Three hours of the new French film, "Blue is the Warmest Color," should convince even the most ardent Francophiles that the nation has lost its way and drawn a number of film critics along with it. Inspiring considerable discussion before it achieved a wide release, the movie deals with a familiar subject — a young woman's sexual awakening — but aroused some controversy because of its relatively graphic presentation of sexual acts, earning it the dreaded NC-17 rating, which often kills a motion picture.
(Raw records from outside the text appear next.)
//! # Payment records
//!
//! The persisted shape of a payment. These types never leave the process
//! directly; `mappers` translates them to and from the wire types in `shared`.
//!
//! `PaymentAttributes` is stored as a single JSON document, so its serde field
//! names are the storage field names.

use serde::{Deserialize, Serialize};

use crate::id::PaymentId;

/// A stored payment.
#[derive(Debug, Clone, PartialEq)]
pub struct Payment {
    pub id: PaymentId,
    pub organisation_id: String,
    /// Starts at 0 and is bumped by exactly 1 on every update.
    pub version: u64,
    pub attributes: PaymentAttributes,
}

/// Listing projection of a payment.
#[derive(Debug, Clone, Copy, PartialEq, Eq)]
pub struct PaymentSummary {
    pub id: PaymentId,
}

#[derive(Debug, Clone, Default, PartialEq, Serialize, Deserialize)]
pub struct PaymentParty {
    pub account_name: String,
    pub account_number: String,
    pub account_number_code: String,
    pub account_type: i64,
    pub address: String,
    pub bank_id: String,
    pub bank_id_code: String,
    pub name: String,
}

#[derive(Debug, Clone, Default, PartialEq, Serialize, Deserialize)]
pub struct SenderCharge {
    pub amount: String,
    pub currency: String,
}

#[derive(Debug, Clone, Default, PartialEq, Serialize, Deserialize)]
pub struct ChargesInformation {
    pub bearer_code: String,
    pub receiver_charges_amount: String,
    pub receiver_charges_currency: String,
    pub sender_charges: Vec<SenderCharge>,
}

#[derive(Debug, Clone, Default, PartialEq, Serialize, Deserialize)]
pub struct Fx {
    pub contract_reference: String,
    pub exchange_rate: String,
    pub original_amount: String,
    pub original_currency: String,
}

#[derive(Debug, Clone, Default, PartialEq, Serialize, Deserialize)]
pub struct SponsorParty {
    pub account_number: String,
    pub bank_id: String,
    pub bank_id_code: String,
}

#[derive(Debug, Clone, Default, PartialEq, Serialize, Deserialize)]
pub struct PaymentAttributes {
    pub amount: String,
    pub beneficiary_party: PaymentParty,
    pub charges_information: ChargesInformation,
    pub currency: String,
    pub debtor_party: PaymentParty,
    pub end_to_end_reference: String,
    pub fx: Fx,
    pub numeric_reference: String,
    pub payment_id: String,
    pub payment_purpose: String,
    pub payment_scheme: String,
    pub payment_type: String,
    pub processing_date: String,
    pub reference: String,
    pub scheme_payment_sub_type: String,
    pub scheme_payment_type: String,
    pub sponsor_party: SponsorParty,
}
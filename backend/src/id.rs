//! # Payment identifiers
//!
//! Storage keys payments by a 12-byte identifier. Clients only ever see the
//! 24 character lowercase hex form produced by [`PaymentId::to_hex`].
//!
//! Layout of a generated identifier:
//! - bytes 0..4: seconds since the Unix epoch, big-endian
//! - bytes 4..9: random value fixed for the lifetime of the process
//! - bytes 9..12: counter, big-endian, seeded randomly and incremented per id
//!
//! Comparing the raw bytes therefore orders identifiers by creation time, and
//! by generation sequence within a second.

use std::fmt;
use std::sync::atomic::{AtomicU32, Ordering};
use std::time::{SystemTime, UNIX_EPOCH};

use once_cell::sync::Lazy;
use rand::Rng;
use thiserror::Error;

pub const ID_LEN: usize = 12;
const HEX_LEN: usize = ID_LEN * 2;
const COUNTER_MASK: u32 = 0x00ff_ffff;

static PROCESS_UNIQUE: Lazy<[u8; 5]> = Lazy::new(|| rand::thread_rng().gen());
static COUNTER: Lazy<AtomicU32> =
    Lazy::new(|| AtomicU32::new(rand::thread_rng().gen_range(0..=COUNTER_MASK / 2)));

#[derive(Debug, Error, PartialEq, Eq)]
pub enum IdError {
    #[error("identifier must be 24 hex characters, got {0}")]
    InvalidLength(usize),
    #[error("identifier contains non-hex characters")]
    InvalidCharacter,
    #[error("stored identifier has {0} bytes, expected 12")]
    InvalidBytes(usize),
}

#[derive(Clone, Copy, PartialEq, Eq, PartialOrd, Ord, Hash)]
pub struct PaymentId([u8; ID_LEN]);

impl PaymentId {
    /// Generate a new identifier that sorts after every identifier previously
    /// generated by this process in an earlier second.
    pub fn generate() -> Self {
        let seconds = SystemTime::now()
            .duration_since(UNIX_EPOCH)
            .map(|d| d.as_secs() as u32)
            .unwrap_or_default();
        let counter = COUNTER.fetch_add(1, Ordering::Relaxed) & COUNTER_MASK;

        let mut bytes = [0u8; ID_LEN];
        bytes[0..4].copy_from_slice(&seconds.to_be_bytes());
        bytes[4..9].copy_from_slice(&*PROCESS_UNIQUE);
        bytes[9..12].copy_from_slice(&counter.to_be_bytes()[1..]);
        Self(bytes)
    }

    /// Parse the external form. Input of the wrong length is rejected, never
    /// padded or truncated.
    pub fn parse(external: &str) -> Result<Self, IdError> {
        if external.len() != HEX_LEN {
            return Err(IdError::InvalidLength(external.len()));
        }
        let mut bytes = [0u8; ID_LEN];
        hex::decode_to_slice(external, &mut bytes).map_err(|_| IdError::InvalidCharacter)?;
        Ok(Self(bytes))
    }

    pub fn to_hex(&self) -> String {
        hex::encode(self.0)
    }

    /// Rebuild an identifier from the bytes kept in storage.
    pub fn from_slice(bytes: &[u8]) -> Result<Self, IdError> {
        let bytes: [u8; ID_LEN] = bytes
            .try_into()
            .map_err(|_| IdError::InvalidBytes(bytes.len()))?;
        Ok(Self(bytes))
    }

    pub fn as_bytes(&self) -> &[u8] {
        &self.0
    }
}

impl fmt::Display for PaymentId {
    fn fmt(&self, f: &mut fmt::Formatter<'_>) -> fmt::Result {
        f.write_str(&self.to_hex())
    }
}

impl fmt::Debug for PaymentId {
    fn fmt(&self, f: &mut fmt::Formatter<'_>) -> fmt::Result {
        write!(f, "PaymentId({})", self.to_hex())
    }
}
The director consumes much of those three hours tracing the life of its protagonist, Adèle (Adèle Exarchopoulos), from high school to her profession as a kindergarten teacher, a course that proceeds in an oddly disjointed manner. Adèle goes to school every day, performs well in her French and English classes, endures some mild teasing from her friends about her innocence, and dates an older schoolmate, Thomas (Jérémie Laheurte). She and Thomas sleep together, but she finds the sex unfulfilling and then, for no particular reason, Thomas breaks up with her, one of several rejections she suffers in the film.

Consoled by her gay friend and confidant Valentin (Sandor Funtek) — an obligatory character in such movies — she first visits a gay bar with him, then wanders into a lesbian bar, an act that changes her life. She meets and ultimately falls in love with Emma (Léa Seydoux), a graduate student in art who dyes her hair blue and introduces Adèle to a different kind of lovemaking. Their relationship, which apparently continues for some years, provides the reason for the movie's controversial context.

"Blue is the Warmest Color" actually justifies all the clichés about the French that we have all learned over the years — that when they aren't discussing philosophy in picturesque cafes, they spend their time consuming wonderful food, drinking good wine, and having great sex. When she isn't pouting or blubbering, Adèle eats almost all the time, enjoying lunches and dinners with friends and family, stuffing her face with gyros, pasta, oysters, chicken, and at night when she cries, a drawerful of candy bars. More important, she and Emma enjoy a number of lengthy sexual episodes, in which they entangle themselves in several complicated and remarkable erotic arabesques, quite varied and most unusual.

As for the intellectual side of French culture, Emma's friends and colleagues discuss Sartre and Existentialism, which apparently still preoccupies the nation, and she and another friend debate the relative quality of Gustav Klimt and Egon Schiele. Adèle, by the way, confesses she knows nothing about art or philosophy and has never heard of Sartre, Klimt, or Schiele.

Aside from all the eating and drinking, which looks most appetizing, the sex, appetizing perhaps in a different way, and the intellectual discourse, which seems quite phony, the picture moves rhythmically, clunking along in a literal, linear fashion for much of its length, then skipping any sort of transition to move from one time to another. Adèle's school days, for example, plod slowly for what seems like hours, then suddenly the movie shows her teaching a class full of delightful little kindergarteners, with no explanation of how she got from high school, through college, and into her profession.

The director appears to have studied at the feet of Eric Rohmer, whose films give French cinema a bad name. Despite all the odd lacunae, his literal approach to plotting shows a refusal to employ the efficiency of a wonderful visual medium, choosing instead a step-by-step narrative, a relentless repetition of action and dialogue. The fact that "Blue is the Warmest Color" takes three hours to tell its simple story suggests the failure of the director's method; any self-respecting Hollywood hack could trim an hour off the picture's inordinate length.

His camera work exhibits the same unimaginative approach, filming almost everything at eye level, with innumerable tight close-ups, and especially, a tiresome attention to Adèle Exarchopoulos's mostly impassive face. The credits at the end of "Blue is the Warmest Color" state that the movie consists of chapters one and two; in keeping with the open-ended conclusion, other chapters in the long, dull story may follow. Zut alors and sacre bleu, that means we may all find snails in our escargot.